Société

Les Forts Jacques et Alexandre désormais zone de non-droit, sont pourtant riches en potentialités touristiques.

La route principale menant au parc national forts Jacques et Alexandre est prise en otage depuis un certain temps par des bandits armés. Ce site, qui jadis représentait un pôle d’attraction pour le tourisme local, est devenu un espace fantôme presqu’inacessible au grand public.

Un sacré coût dur pour le patrimoine national qui  souffrait déjà d’une mauvaise presse internationale.

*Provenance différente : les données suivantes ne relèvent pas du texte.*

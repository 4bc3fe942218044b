use std::net::SocketAddr;

use crate::addr::NodeId;
use crate::state_store::StateObject;

/// The largest virtual-network MTU the overlay will ever report. Receive
///  buffers are sized from this plus [`RCV_HEADROOM`].
pub const MAX_MTU: usize = 10_000;

/// The smallest MTU a virtual network may be configured with.
pub const MIN_MTU: usize = 1_280;

/// Extra space on top of the overlay MTU for wire-level overhead. The
///  overlay's own framing is around 52 bytes today; the headroom leaves room
///  for growth.
pub const RCV_HEADROOM: usize = 128;

#[derive(Debug, Clone, Copy, Eq, PartialEq)]
pub enum ConfigOperation {
    Up,
    ConfigUpdate,
    Down,
    Destroy,
}

/// Per-network parameters the overlay hands out on join and on config
///  updates. Only the MTUs matter to the transport; the MAC is fixed by
///  (node id, nwid) and carried for consistency checks.
#[derive(Debug, Clone, Copy, Eq, PartialEq)]
pub struct VirtualNetworkConfig {
    pub nwid: u64,
    pub mac: u64,
    pub mtu: usize,
    pub phy_mtu: usize,
}

/// Informational overlay events. The transport logs them and nothing else.
#[derive(Debug, Clone, Eq, PartialEq)]
pub enum OverlayEvent {
    Up,
    Online,
    Offline,
    Down,
    Trace(String),
}

/// Failures reported by the overlay library. Fatal errors take the whole
///  node down; the rest fail the triggering operation only.
#[derive(Debug, Clone, Copy, Eq, PartialEq, thiserror::Error)]
pub enum OverlayError {
    #[error("overlay out of memory")]
    OutOfMemory,
    #[error("overlay data store failed")]
    DataStoreFailed,
    #[error("fatal internal overlay error")]
    Internal,
    #[error("virtual network not found")]
    NetworkNotFound,
    #[error("unsupported overlay operation")]
    UnsupportedOperation,
    #[error("bad parameter")]
    BadParameter,
}

impl OverlayError {
    pub fn is_fatal(self) -> bool {
        matches!(
            self,
            OverlayError::OutOfMemory | OverlayError::DataStoreFailed | OverlayError::Internal
        )
    }
}

/// The callback surface the node offers to the overlay. Calls arrive while
///  the node lock is held, so implementations must not block and must not
///  re-enter the overlay.
///
/// Wire sends and virtual frames are typically buffered by the sink and acted
///  on once the overlay call that produced them has returned.
pub trait OverlaySink {
    /// Ship a UDP packet to a physical peer. Best effort: the payload is
    ///  copied, failures drop the packet.
    fn wire_packet_send(&mut self, to: SocketAddr, payload: &[u8]);

    /// A decrypted frame arrived on a virtual network.
    fn virtual_network_frame(
        &mut self,
        nwid: u64,
        src_mac: u64,
        dst_mac: u64,
        ethertype: u16,
        payload: &[u8],
    );

    /// The configuration of a joined network changed.
    fn virtual_network_config(
        &mut self,
        nwid: u64,
        op: ConfigOperation,
        config: &VirtualNetworkConfig,
    );

    fn event(&mut self, event: OverlayEvent);

    fn state_put(&mut self, object: StateObject, data: Option<&[u8]>);

    /// Returns the object's length, or `None` if absent or larger than `buf`.
    fn state_get(&mut self, object: StateObject, buf: &mut [u8]) -> Option<usize>;
}

/// The overlay library: a non-reentrant protocol engine that owns node
///  identity, network membership, encryption and path selection. All calls
///  happen under the node's lock; time is passed in as milliseconds so the
///  engine never reads a clock itself.
///
/// Methods that advance the engine return the time (msec) at which
///  `process_background_tasks` next wants to run.
pub trait Overlay: Send + 'static {
    fn node_id(&self) -> NodeId;

    /// Feed one received UDP packet into the overlay.
    fn process_wire_packet(
        &mut self,
        now: u64,
        from: SocketAddr,
        payload: &[u8],
        sink: &mut dyn OverlaySink,
    ) -> Result<u64, OverlayError>;

    /// Run housekeeping (path upkeep, retransmits, key renegotiation).
    fn process_background_tasks(
        &mut self,
        now: u64,
        sink: &mut dyn OverlaySink,
    ) -> Result<u64, OverlayError>;

    /// Join a virtual network. Idempotent.
    fn join(&mut self, nwid: u64, sink: &mut dyn OverlaySink) -> Result<(), OverlayError>;

    /// Send one L2 frame on a joined virtual network.
    fn virtual_send(
        &mut self,
        now: u64,
        nwid: u64,
        src_mac: u64,
        dst_mac: u64,
        ethertype: u16,
        payload: &[u8],
        sink: &mut dyn OverlaySink,
    ) -> Result<u64, OverlayError>;

    /// The current configuration of a joined network, if any.
    fn network_config(&self, nwid: u64) -> Option<VirtualNetworkConfig>;
}

/// Creates the overlay instance for a freshly constructed node. The sink is
///  live during creation so the overlay can load or store its identity.
pub trait OverlayFactory: Send + Sync + 'static {
    fn create(&self, now: u64, sink: &mut dyn OverlaySink)
        -> Result<Box<dyn Overlay>, OverlayError>;
}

Par son histoire et son symbolisme, le site « Forts Jacques et Alexandre » pourrait être un véritable pôle de croissance pour le pays. Cependant, depuis un certain temps, cet espace très fréquenté autrefois, n’est que l’ombre de lui même.

Bien avant même cette situation sécuritaire, le site, dépourvu de structure administrative, de personnels d’entretien et de services de sécurité, était déjà dans un état très déplorable. En plus d’une situation sanitaire catastrophique qui saute aux yeux, certaines parties du parc endommagées lors du séisme de 2010, n’ont toujours  pas été réparées.

Tout ceci traduit l’indiférence totale des autorités étatiques par rapport à ce parc dont la valeur semble, de toute évidence, être sous évaluée.
L’interrogation qu’une telle considération soulève est bien évidemment, comment revaloriser le parc national forts Jacques et Alexandre ? Pour répondre à cette question, on va d’abord établir la valeur octroyée à ce parc. Ensuite, on verra toutes les ressources de cet espace avant de proposer de nouvelles manières de les interpréter. En outre, on déterminera est-ce que les Autorités doivent garder l’architecture du parc ou la restaurer. Étant donné que l’État ne s’est pas trop engagé dans la maintenance du parc, ainsi voyons-nous, à la fin, les enjeux liés à la patrimonialisation de ces lieux.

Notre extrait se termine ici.